━━━━━ THE DATA ━━━━━

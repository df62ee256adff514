//! MD5 digests required by the sliced upload protocol.

use std::fs::File;
use std::io::{BufReader, Read};
use std::path::Path;

use crate::error::Result;

/// Length of the leading segment hashed into `slice-md5`.
pub const SLICE_MD5_LEN: u64 = 256 * 1024;

/// Digests of a local file, computed in a single read.
#[derive(Debug, Clone, PartialEq, Eq)]
pub struct FileDigest {
    pub size: u64,
    /// MD5 of the whole file.
    pub content_md5: String,
    /// MD5 of the first 256 KiB.
    pub slice_md5: String,
    /// MD5 of every `slice_size` block, in order.
    pub block_list: Vec<String>,
}

impl FileDigest {
    /// Hash `path`, splitting it into blocks of `slice_size` bytes.
    pub fn compute<P: AsRef<Path>>(path: P, slice_size: u64) -> Result<Self> {
        let file = File::open(path)?;
        let mut reader = BufReader::new(file);
        let mut buffer = vec![0u8; 64 * 1024];

        let mut content = md5::Context::new();
        let mut head = md5::Context::new();
        let mut block = md5::Context::new();
        let mut block_list = Vec::new();
        let mut size = 0u64;
        let mut in_block = 0u64;

        loop {
            let read = reader.read(&mut buffer)?;
            if read == 0 {
                break;
            }
            let mut data = &buffer[..read];
            content.consume(data);

            if size < SLICE_MD5_LEN {
                let take = (SLICE_MD5_LEN - size).min(data.len() as u64) as usize;
                head.consume(&data[..take]);
            }
            size += read as u64;

            while !data.is_empty() {
                let take = (slice_size - in_block).min(data.len() as u64) as usize;
                block.consume(&data[..take]);
                in_block += take as u64;
                data = &data[take..];
                if in_block == slice_size {
                    let done = std::mem::replace(&mut block, md5::Context::new());
                    block_list.push(format!("{:x}", done.compute()));
                    in_block = 0;
                }
            }
        }

        // A trailing partial block, or the single empty block of an empty file.
        if in_block > 0 || block_list.is_empty() {
            block_list.push(format!("{:x}", block.compute()));
        }

        Ok(Self {
            size,
            content_md5: format!("{:x}", content.compute()),
            slice_md5: format!("{:x}", head.compute()),
            block_list,
        })
    }

    /// `block_list` encoded the way precreate/create expect it.
    pub fn block_list_json(&self) -> String {
        serde_json::to_string(&self.block_list).unwrap_or_else(|_| "[]".to_string())
    }
}

#[cfg(test)]
mod tests {
    use super::*;
    use std::io::Write;
    use tempfile::NamedTempFile;

    fn md5_hex(data: &[u8]) -> String {
        format!("{:x}", md5::compute(data))
    }

    #[test]
    fn test_blocks_split_on_slice_size() {
        let mut file = NamedTempFile::new().unwrap();
        file.write_all(b"abcdefghij").unwrap();

        let digest = FileDigest::compute(file.path(), 4).unwrap();
        assert_eq!(digest.size, 10);
        assert_eq!(digest.content_md5, md5_hex(b"abcdefghij"));
        assert_eq!(digest.slice_md5, md5_hex(b"abcdefghij"));
        assert_eq!(
            digest.block_list,
            vec![md5_hex(b"abcd"), md5_hex(b"efgh"), md5_hex(b"ij")]
        );
    }

    #[test]
    fn test_exact_multiple_has_no_empty_tail() {
        let mut file = NamedTempFile::new().unwrap();
        file.write_all(b"abcdefgh").unwrap();

        let digest = FileDigest::compute(file.path(), 4).unwrap();
        assert_eq!(digest.block_list, vec![md5_hex(b"abcd"), md5_hex(b"efgh")]);
    }

    #[test]
    fn test_slice_md5_covers_first_256k() {
        let data: Vec<u8> = (0..(SLICE_MD5_LEN as usize + 1000)).map(|i| (i % 251) as u8).collect();
        let mut file = NamedTempFile::new().unwrap();
        file.write_all(&data).unwrap();

        let digest = FileDigest::compute(file.path(), 4 * 1024 * 1024).unwrap();
        assert_eq!(digest.slice_md5, md5_hex(&data[..SLICE_MD5_LEN as usize]));
        assert_eq!(digest.content_md5, md5_hex(&data));
        assert_eq!(digest.block_list.len(), 1);
    }

    #[test]
    fn test_block_list_json_is_compact() {
        let digest = FileDigest {
            size: 1,
            content_md5: String::new(),
            slice_md5: String::new(),
            block_list: vec!["a".to_string(), "b".to_string()],
        };
        assert_eq!(digest.block_list_json(), r#"["a","b"]"#);
    }
}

━━━━━

▶ YOUR INSTRUCTIONS:
Copy out every entry exactly.

▶ ANSWER TO THIS TASK:
repository df62ee256adff514
//! MD5 digests required by the sliced upload protocol.

use std::fs::File;
use std::io::{BufReader, Read};
use std::path::Path;

use crate::error::Result;

/// Length of the leading segment hashed into `slice-md5`.
pub const SLICE_MD5_LEN: u64 = 256 * 1024;

/// Digests of a local file, computed in a single read.
#[derive(Debug, Clone, PartialEq, Eq)]
pub struct FileDigest {
    pub size: u64,
    /// MD5 of the whole file.
    pub content_md5: String,
    /// MD5 of the first 256 KiB.
    pub slice_md5: String,
    /// MD5 of every `slice_size` block, in order.
    pub block_list: Vec<String>,
}

impl FileDigest {
    /// Hash `path`, splitting it into blocks of `slice_size` bytes.
    pub fn compute<P: AsRef<Path>>(path: P, slice_size: u64) -> Result<Self> {
        let file = File::open(path)?;
        let mut reader = BufReader::new(file);
        let mut buffer = vec![0u8; 64 * 1024];

        let mut content = md5::Context::new();
        let mut head = md5::Context::new();
        let mut block = md5::Context::new();
        let mut block_list = Vec::new();
        let mut size = 0u64;
        let mut in_block = 0u64;

        loop {
            let read = reader.read(&mut buffer)?;
            if read == 0 {
                break;
            }
            let mut data = &buffer[..read];
            content.consume(data);

            if size < SLICE_MD5_LEN {
                let take = (SLICE_MD5_LEN - size).min(data.len() as u64) as usize;
                head.consume(&data[..take]);
            }
            size += read as u64;

            while !data.is_empty() {
                let take = (slice_size - in_block).min(data.len() as u64) as usize;
                block.consume(&data[..take]);
                in_block += take as u64;
                data = &data[take..];
                if in_block == slice_size {
                    let done = std::mem::replace(&mut block, md5::Context::new());
                    block_list.push(format!("{:x}", done.compute()));
                    in_block = 0;
                }
            }
        }

        // A trailing partial block, or the single empty block of an empty file.
        if in_block > 0 || block_list.is_empty() {
            block_list.push(format!("{:x}", block.compute()));
        }

        Ok(Self {
            size,
            content_md5: format!("{:x}", content.compute()),
            slice_md5: format!("{:x}", head.compute()),
            block_list,
        })
    }

    /// `block_list` encoded the way precreate/create expect it.
    pub fn block_list_json(&self) -> String {
        serde_json::to_string(&self.block_list).unwrap_or_else(|_| "[]".to_string())
    }
}

#[cfg(test)]
mod tests {
    use super::*;
    use std::io::Write;
    use tempfile::NamedTempFile;

    fn md5_hex(data: &[u8]) -> String {
        format!("{:x}", md5::compute(data))
    }

    #[test]
    fn test_blocks_split_on_slice_size() {
        let mut file = NamedTempFile::new().unwrap();
        file.write_all(b"abcdefghij").unwrap();

        let digest = FileDigest::compute(file.path(), 4).unwrap();
        assert_eq!(digest.size, 10);
        assert_eq!(digest.content_md5, md5_hex(b"abcdefghij"));
        assert_eq!(digest.slice_md5, md5_hex(b"abcdefghij"));
        assert_eq!(
            digest.block_list,
            vec![md5_hex(b"abcd"), md5_hex(b"efgh"), md5_hex(b"ij")]
        );
    }

    #[test]
    fn test_exact_multiple_has_no_empty_tail() {
        let mut file = NamedTempFile::new().unwrap();
        file.write_all(b"abcdefgh").unwrap();

        let digest = FileDigest::compute(file.path(), 4).unwrap();
        assert_eq!(digest.block_list, vec![md5_hex(b"abcd"), md5_hex(b"efgh")]);
    }

    #[test]
    fn test_slice_md5_covers_first_256k() {
        let data: Vec<u8> = (0..(SLICE_MD5_LEN as usize + 1000)).map(|i| (i % 251) as u8).collect();
        let mut file = NamedTempFile::new().unwrap();
        file.write_all(&data).unwrap();

        let digest = FileDigest::compute(file.path(), 4 * 1024 * 1024).unwrap();
        assert_eq!(digest.slice_md5, md5_hex(&data[..SLICE_MD5_LEN as usize]));
        assert_eq!(digest.content_md5, md5_hex(&data));
        assert_eq!(digest.block_list.len(), 1);
    }

    #[test]
    fn test_block_list_json_is_compact() {
        let digest = FileDigest {
            size: 1,
            content_md5: String::new(),
            slice_md5: String::new(),
            block_list: vec!["a".to_string(), "b".to_string()],
        };
        assert_eq!(digest.block_list_json(), r#"["a","b"]"#);
    }
}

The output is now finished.